MUSTAFA PULTAR           DUM VENTUS EST, SPES EST



ERGUVAN ATLASLARI DOLDURANLAR


Rüzgâr Tanrısı Aiolos

 

Orhan Veli

 

Neden yine kaynaştı havalar?

Saadet mi getiriyor rüzgâr

Dolarak erguvan atlaslara?

 

diye soruyor . Atlas yelkenlerimize dolduğunda bize saadet getirdiği kuşkusuz da, bu mutluluk rüzgârı nereden esiyor? Onu pek bilemem, ama "rüzgâr" sözcüğünün İran taraflarından yani Farsçadan estiği kesin. Rûz (= gün) kökünden rûz-gâr (= günler, vakit, süre, gelip geçen) zamanla dilimizde Türkçe “yil” (= yel) sözcüğünün yerine yerleşmiş.

 

Dinle imdi yilleri idem beyân (Dinle şimdi, rüzgârları diyeyim)
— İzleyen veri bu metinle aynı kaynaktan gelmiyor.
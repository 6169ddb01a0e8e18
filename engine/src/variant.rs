//! Game variants and the option that selects them.

use std::fmt;
use std::str::FromStr;

use serde::{Deserialize, Serialize};

use crate::error::EngineError;
use crate::options::{EngineOption, UCI_CHESS960, UCI_VARIANT};
use crate::platform::PlatformPolicy;

/// Variant identifier, serialized with the host's camelCase keys.
#[derive(Debug, Clone, Copy, PartialEq, Eq, Hash, Default, Serialize, Deserialize)]
#[serde(rename_all = "camelCase")]
pub enum Variant {
    #[default]
    Standard,
    FromPosition,
    Chess960,
    Antichess,
    Atomic,
    Crazyhouse,
    Horde,
    KingOfTheHill,
    RacingKings,
    ThreeCheck,
}

impl Variant {
    pub const ALL: [Variant; 10] = [
        Variant::Standard,
        Variant::FromPosition,
        Variant::Chess960,
        Variant::Antichess,
        Variant::Atomic,
        Variant::Crazyhouse,
        Variant::Horde,
        Variant::KingOfTheHill,
        Variant::RacingKings,
        Variant::ThreeCheck,
    ];

    pub fn key(self) -> &'static str {
        match self {
            Variant::Standard => "standard",
            Variant::FromPosition => "fromPosition",
            Variant::Chess960 => "chess960",
            Variant::Antichess => "antichess",
            Variant::Atomic => "atomic",
            Variant::Crazyhouse => "crazyhouse",
            Variant::Horde => "horde",
            Variant::KingOfTheHill => "kingOfTheHill",
            Variant::RacingKings => "racingKings",
            Variant::ThreeCheck => "threeCheck",
        }
    }

    /// True variants need the engine's variant selector; the others play on
    /// the standard rules with the chess960 toggle.
    pub fn is_true_variant(self) -> bool {
        !matches!(
            self,
            Variant::Standard | Variant::FromPosition | Variant::Chess960
        )
    }
}

impl fmt::Display for Variant {
    fn fmt(&self, f: &mut fmt::Formatter<'_>) -> fmt::Result {
        f.write_str(self.key())
    }
}

impl FromStr for Variant {
    type Err = EngineError;

    fn from_str(s: &str) -> Result<Self, Self::Err> {
        Variant::ALL
            .into_iter()
            .find(|v| v.key() == s)
            .ok_or_else(|| EngineError::UnknownVariant(s.to_string()))
    }
}

/// The option that puts the engine into `variant`.
pub fn variant_option(variant: Variant, policy: &dyn PlatformPolicy) -> EngineOption {
    if variant.is_true_variant() {
        EngineOption::new(UCI_VARIANT, policy.variant_token(variant))
    } else {
        EngineOption::new(UCI_CHESS960, variant == Variant::Chess960)
    }
}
Anlarun da herbiri ola âyân (Onları da size hep bildireyim)

(Pirî Reis, Kitab-ı Bahriye, 1521 = PR).

 

Eskiden denizde seyirin tek gücü rüzgâr olduğundan, birçok deyim de ona bağlıydı; denizde yön belirtmek için kullanılan adlar da rüzgâr adları ile özdeşti. Örneğin, Süleyman Faik, Sisam boğazından geçişi anlatırken “Sisamın şark-ı cenûb burunu geçilerek, badehû poyraz 3⁄4 kerte yıldız yoluyla Kuşadası körfezine gidilir” diyor (Rehber-i Derya, 1878). Bugün bile “batı” sözcüğünü hem yön, hem de o yönden esen rüzgâr için kullanıyoruz.

 

Başlu yiller kim dinilür iy hümâm (Ey azimli kişi, başlıca rüzgârlar)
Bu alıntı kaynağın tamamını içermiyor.